_What you have to do_
Write the listing out again, all of it, word for word.

_Records shown_
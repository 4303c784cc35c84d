use crate::error::ReadError;
use crate::source;
use core::fmt;
use embedded_io::{Read, Seek};
use log::trace;

/// Four character RIFF chunk identifier
#[derive(Debug, PartialEq, Eq, Clone, Copy)]
pub enum ChunkTag {
    /// `RIFF`
    Riff,
    /// `WAVE`
    Wave,
    /// `fmt `
    Fmt,
    /// `data`
    Data,
    /// `LIST`
    List,
    /// `fact`
    Fact,
    /// Any other tag
    Unknown([u8; 4]),
}

impl ChunkTag {
    /// Identify a tag from its raw bytes
    pub fn from_bytes(bytes: &[u8; 4]) -> Self {
        match bytes {
            b"RIFF" => ChunkTag::Riff,
            b"WAVE" => ChunkTag::Wave,
            b"fmt " => ChunkTag::Fmt,
            b"data" => ChunkTag::Data,
            b"LIST" => ChunkTag::List,
            b"fact" => ChunkTag::Fact,
            _ => ChunkTag::Unknown(*bytes),
        }
    }

    /// The raw bytes of the tag as they appear in the file
    pub fn to_bytes(self) -> [u8; 4] {
        match self {
            ChunkTag::Riff => *b"RIFF",
            ChunkTag::Wave => *b"WAVE",
            ChunkTag::Fmt => *b"fmt ",
            ChunkTag::Data => *b"data",
            ChunkTag::List => *b"LIST",
            ChunkTag::Fact => *b"fact",
            ChunkTag::Unknown(bytes) => bytes,
        }
    }
}

impl fmt::Display for ChunkTag {
    fn fmt(&self, f: &mut fmt::Formatter<'_>) -> fmt::Result {
        for byte in self.to_bytes() {
            if byte.is_ascii_graphic() || byte == b' ' {
                write!(f, "{}", byte as char)?;
            } else {
                write!(f, "\\x{:02x}", byte)?;
            }
        }
        Ok(())
    }
}

/// Location of a chunk found by [`find_chunk`]
#[derive(Debug, PartialEq, Eq, Clone, Copy)]
pub struct ChunkDescriptor {
    /// The tag that was searched for
    pub tag: ChunkTag,
    /// Byte position of the tag itself
    pub offset: u64,
}

impl ChunkDescriptor {
    /// Byte position of the 4 byte little-endian chunk size field
    pub fn size_offset(&self) -> u64 {
        self.offset + 4
    }

    /// Byte position of the first byte of the chunk body
    pub fn body_offset(&self) -> u64 {
        self.offset + 8
    }
}

/// Number of bytes in a chunk identifier
const TAG_LEN: u64 = 4;

/// Search the source byte by byte for the first occurrence of `tag`.
///
/// Every offset from the start of the source up to and including
/// `len - 4` is compared, so tags don't need to sit on chunk boundaries
/// and unknown chunks in between are skipped over. Returns `None` when the
/// tag doesn't occur.
///
/// ```
/// use pcm_wav::{find_chunk, ChunkTag, SliceSource};
///
/// let mut source = SliceSource::new(b"RIFF\x04\x00\x00\x00WAVEdata");
/// let chunk = find_chunk(&mut source, ChunkTag::Data).unwrap().unwrap();
///
/// assert_eq!(chunk.offset, 12);
/// assert_eq!(find_chunk(&mut source, ChunkTag::Fmt).unwrap(), None);
/// ```
pub fn find_chunk<R>(
    source: &mut R,
    tag: ChunkTag,
) -> Result<Option<ChunkDescriptor>, ReadError<R::Error>>
where
    R: Read + Seek,
{
    let needle = tag.to_bytes();
    let len = source::source_len(source)?;
    trace!("scanning {} bytes for `{}`", len, tag);

    let Some(last) = len.checked_sub(TAG_LEN) else {
        return Ok(None);
    };

    for offset in 0..=last {
        let candidate = source::read_array::<R, 4>(source, offset)?;
        if candidate == needle {
            return Ok(Some(ChunkDescriptor { tag, offset }));
        }
    }

    Ok(None)
}

pub(crate) mod asynch {
    use super::*;
    use crate::source::asynch as source;
    use embedded_io_async::{Read, Seek};

    pub(crate) async fn find_chunk<R>(
        source: &mut R,
        tag: ChunkTag,
    ) -> Result<Option<ChunkDescriptor>, ReadError<R::Error>>
    where
        R: Read + Seek,
    {
        let needle = tag.to_bytes();
        let len = source::source_len(source).await?;
        trace!("scanning {} bytes for `{}`", len, tag);

        let Some(last) = len.checked_sub(TAG_LEN) else {
            return Ok(None);
        };

        for offset in 0..=last {
            let candidate = source::read_array::<R, 4>(source, offset).await?;
            if candidate == needle {
                return Ok(Some(ChunkDescriptor { tag, offset }));
            }
        }

        Ok(None)
    }
}

#[cfg(test)]
mod tests {
    use super::*;
    use crate::source::SliceSource;

    #[test]
    fn tag_round_trips_through_bytes() {
        assert_eq!(ChunkTag::from_bytes(b"fmt "), ChunkTag::Fmt);
        assert_eq!(ChunkTag::from_bytes(b"junk"), ChunkTag::Unknown(*b"junk"));
        assert_eq!(&ChunkTag::Data.to_bytes(), b"data");
    }

    #[test]
    fn tag_display() {
        assert_eq!(std::format!("{}", ChunkTag::Fmt), "fmt ");
        assert_eq!(
            std::format!("{}", ChunkTag::Unknown([b'a', 0, b'b', 0xff])),
            "a\\x00b\\xff"
        );
    }

    #[test]
    fn finds_first_occurrence() {
        let bytes = b"xxdataxxdata";
        let mut source = SliceSource::new(bytes);

        let chunk = find_chunk(&mut source, ChunkTag::Data).unwrap().unwrap();
        assert_eq!(chunk.offset, 2);
        assert_eq!(chunk.size_offset(), 6);
        assert_eq!(chunk.body_offset(), 10);
    }

    #[test]
    fn finds_tag_at_very_end() {
        let mut source = SliceSource::new(b"abcdata");

        let chunk = find_chunk(&mut source, ChunkTag::Data).unwrap().unwrap();
        assert_eq!(chunk.offset, 3);
    }

    #[test]
    fn compares_all_four_bytes() {
        // "fmt" without the trailing space must not match
        let mut source = SliceSource::new(b"RIFFfmt_WAVEfmtX");
        assert_eq!(find_chunk(&mut source, ChunkTag::Fmt).unwrap(), None);

        let mut source = SliceSource::new(b"datfmtdat");
        assert_eq!(find_chunk(&mut source, ChunkTag::Data).unwrap(), None);
    }

    #[test]
    fn source_shorter_than_tag() {
        let mut source = SliceSource::new(b"dat");
        assert_eq!(find_chunk(&mut source, ChunkTag::Data).unwrap(), None);

        let mut source = SliceSource::new(b"");
        assert_eq!(find_chunk(&mut source, ChunkTag::Data).unwrap(), None);
    }

    #[test]
    fn skips_unknown_chunks() {
        let bytes: [u8; 24] = [
            0x4c, 0x49, 0x53, 0x54, // LIST
            0x04, 0x00, 0x00, 0x00, // chunk size
            0x49, 0x4e, 0x46, 0x4f, // INFO
            0x66, 0x6d, 0x74, 0x20, // fmt_
            0x10, 0x00, 0x00, 0x00, // chunk size
            0x01, 0x00, 0x01, 0x00, // start of body
        ];
        let mut source = SliceSource::new(&bytes);

        let chunk = find_chunk(&mut source, ChunkTag::Fmt).unwrap().unwrap();
        assert_eq!(chunk.offset, 12);
        assert_eq!(chunk.body_offset(), 20);
    }

    #[tokio::test]
    async fn async_scan_matches_blocking_scan() {
        let bytes = b"RIFF\x00\x00\x00\x00WAVEfmt \x10\x00\x00\x00";

        let mut source = SliceSource::new(bytes);
        let blocking = find_chunk(&mut source, ChunkTag::Fmt).unwrap();

        let mut source = SliceSource::new(bytes);
        let non_blocking = asynch::find_chunk(&mut source, ChunkTag::Fmt).await.unwrap();

        assert_eq!(blocking, non_blocking);
        assert_eq!(non_blocking.map(|c| c.offset), Some(12));
    }
}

_Solution to the exercise_
repository 4303c784cc35c84d
use crate::error::ReadError;
use crate::source;
use core::fmt;
use embedded_io::{Read, Seek};
use log::trace;

/// Four character RIFF chunk identifier
#[derive(Debug, PartialEq, Eq, Clone, Copy)]
pub enum ChunkTag {
    /// `RIFF`
    Riff,
    /// `WAVE`
    Wave,
    /// `fmt `
    Fmt,
    /// `data`
    Data,
    /// `LIST`
    List,
    /// `fact`
    Fact,
    /// Any other tag
    Unknown([u8; 4]),
}

impl ChunkTag {
    /// Identify a tag from its raw bytes
    pub fn from_bytes(bytes: &[u8; 4]) -> Self {
        match bytes {
            b"RIFF" => ChunkTag::Riff,
            b"WAVE" => ChunkTag::Wave,
            b"fmt " => ChunkTag::Fmt,
            b"data" => ChunkTag::Data,
            b"LIST" => ChunkTag::List,
            b"fact" => ChunkTag::Fact,
            _ => ChunkTag::Unknown(*bytes),
        }
    }

    /// The raw bytes of the tag as they appear in the file
    pub fn to_bytes(self) -> [u8; 4] {
        match self {
            ChunkTag::Riff => *b"RIFF",
            ChunkTag::Wave => *b"WAVE",
            ChunkTag::Fmt => *b"fmt ",
            ChunkTag::Data => *b"data",
            ChunkTag::List => *b"LIST",
            ChunkTag::Fact => *b"fact",
            ChunkTag::Unknown(bytes) => bytes,
        }
    }
}

impl fmt::Display for ChunkTag {
    fn fmt(&self, f: &mut fmt::Formatter<'_>) -> fmt::Result {
        for byte in self.to_bytes() {
            if byte.is_ascii_graphic() || byte == b' ' {
                write!(f, "{}", byte as char)?;
            } else {
                write!(f, "\\x{:02x}", byte)?;
            }
        }
        Ok(())
    }
}

/// Location of a chunk found by [`find_chunk`]
#[derive(Debug, PartialEq, Eq, Clone, Copy)]
pub struct ChunkDescriptor {
    /// The tag that was searched for
    pub tag: ChunkTag,
    /// Byte position of the tag itself
    pub offset: u64,
}

impl ChunkDescriptor {
    /// Byte position of the 4 byte little-endian chunk size field
    pub fn size_offset(&self) -> u64 {
        self.offset + 4
    }

    /// Byte position of the first byte of the chunk body
    pub fn body_offset(&self) -> u64 {
        self.offset + 8
    }
}

/// Number of bytes in a chunk identifier
const TAG_LEN: u64 = 4;

/// Search the source byte by byte for the first occurrence of `tag`.
///
/// Every offset from the start of the source up to and including
/// `len - 4` is compared, so tags don't need to sit on chunk boundaries
/// and unknown chunks in between are skipped over. Returns `None` when the
/// tag doesn't occur.
///
/// ```
/// use pcm_wav::{find_chunk, ChunkTag, SliceSource};
///
/// let mut source = SliceSource::new(b"RIFF\x04\x00\x00\x00WAVEdata");
/// let chunk = find_chunk(&mut source, ChunkTag::Data).unwrap().unwrap();
///
/// assert_eq!(chunk.offset, 12);
/// assert_eq!(find_chunk(&mut source, ChunkTag::Fmt).unwrap(), None);
/// ```
pub fn find_chunk<R>(
    source: &mut R,
    tag: ChunkTag,
) -> Result<Option<ChunkDescriptor>, ReadError<R::Error>>
where
    R: Read + Seek,
{
    let needle = tag.to_bytes();
    let len = source::source_len(source)?;
    trace!("scanning {} bytes for `{}`", len, tag);

    let Some(last) = len.checked_sub(TAG_LEN) else {
        return Ok(None);
    };

    for offset in 0..=last {
        let candidate = source::read_array::<R, 4>(source, offset)?;
        if candidate == needle {
            return Ok(Some(ChunkDescriptor { tag, offset }));
        }
    }

    Ok(None)
}

pub(crate) mod asynch {
    use super::*;
    use crate::source::asynch as source;
    use embedded_io_async::{Read, Seek};

    pub(crate) async fn find_chunk<R>(
        source: &mut R,
        tag: ChunkTag,
    ) -> Result<Option<ChunkDescriptor>, ReadError<R::Error>>
    where
        R: Read + Seek,
    {
        let needle = tag.to_bytes();
        let len = source::source_len(source).await?;
        trace!("scanning {} bytes for `{}`", len, tag);

        let Some(last) = len.checked_sub(TAG_LEN) else {
            return Ok(None);
        };

        for offset in 0..=last {
            let candidate = source::read_array::<R, 4>(source, offset).await?;
            if candidate == needle {
                return Ok(Some(ChunkDescriptor { tag, offset }));
            }
        }

        Ok(None)
    }
}

#[cfg(test)]
mod tests {
    use super::*;
    use crate::source::SliceSource;

    #[test]
    fn tag_round_trips_through_bytes() {
        assert_eq!(ChunkTag::from_bytes(b"fmt "), ChunkTag::Fmt);
        assert_eq!(ChunkTag::from_bytes(b"junk"), ChunkTag::Unknown(*b"junk"));
        assert_eq!(&ChunkTag::Data.to_bytes(), b"data");
    }

    #[test]
    fn tag_display() {
        assert_eq!(std::format!("{}", ChunkTag::Fmt), "fmt ");
        assert_eq!(
            std::format!("{}", ChunkTag::Unknown([b'a', 0, b'b', 0xff])),
            "a\\x00b\\xff"
        );
    }

    #[test]
    fn finds_first_occurrence() {
        let bytes = b"xxdataxxdata";
        let mut source = SliceSource::new(bytes);

        let chunk = find_chunk(&mut source, ChunkTag::Data).unwrap().unwrap();
        assert_eq!(chunk.offset, 2);
        assert_eq!(chunk.size_offset(), 6);
        assert_eq!(chunk.body_offset(), 10);
    }

    #[test]
    fn finds_tag_at_very_end() {
        let mut source = SliceSource::new(b"abcdata");

        let chunk = find_chunk(&mut source, ChunkTag::Data).unwrap().unwrap();
        assert_eq!(chunk.offset, 3);
    }

    #[test]
    fn compares_all_four_bytes() {
        // "fmt" without the trailing space must not match
        let mut source = SliceSource::new(b"RIFFfmt_WAVEfmtX");
        assert_eq!(find_chunk(&mut source, ChunkTag::Fmt).unwrap(), None);

        let mut source = SliceSource::new(b"datfmtdat");
        assert_eq!(find_chunk(&mut source, ChunkTag::Data).unwrap(), None);
    }

    #[test]
    fn source_shorter_than_tag() {
        let mut source = SliceSource::new(b"dat");
        assert_eq!(find_chunk(&mut source, ChunkTag::Data).unwrap(), None);

        let mut source = SliceSource::new(b"");
        assert_eq!(find_chunk(&mut source, ChunkTag::Data).unwrap(), None);
    }

    #[test]
    fn skips_unknown_chunks() {
        let bytes: [u8; 24] = [
            0x4c, 0x49, 0x53, 0x54, // LIST
            0x04, 0x00, 0x00, 0x00, // chunk size
            0x49, 0x4e, 0x46, 0x4f, // INFO
            0x66, 0x6d, 0x74, 0x20, // fmt_
            0x10, 0x00, 0x00, 0x00, // chunk size
            0x01, 0x00, 0x01, 0x00, // start of body
        ];
        let mut source = SliceSource::new(&bytes);

        let chunk = find_chunk(&mut source, ChunkTag::Fmt).unwrap().unwrap();
        assert_eq!(chunk.offset, 12);
        assert_eq!(chunk.body_offset(), 20);
    }

    #[tokio::test]
    async fn async_scan_matches_blocking_scan() {
        let bytes = b"RIFF\x00\x00\x00\x00WAVEfmt \x10\x00\x00\x00";

        let mut source = SliceSource::new(bytes);
        let blocking = find_chunk(&mut source, ChunkTag::Fmt).unwrap();

        let mut source = SliceSource::new(bytes);
        let non_blocking = asynch::find_chunk(&mut source, ChunkTag::Fmt).await.unwrap();

        assert_eq!(blocking, non_blocking);
        assert_eq!(non_blocking.map(|c| c.offset), Some(12));
    }
}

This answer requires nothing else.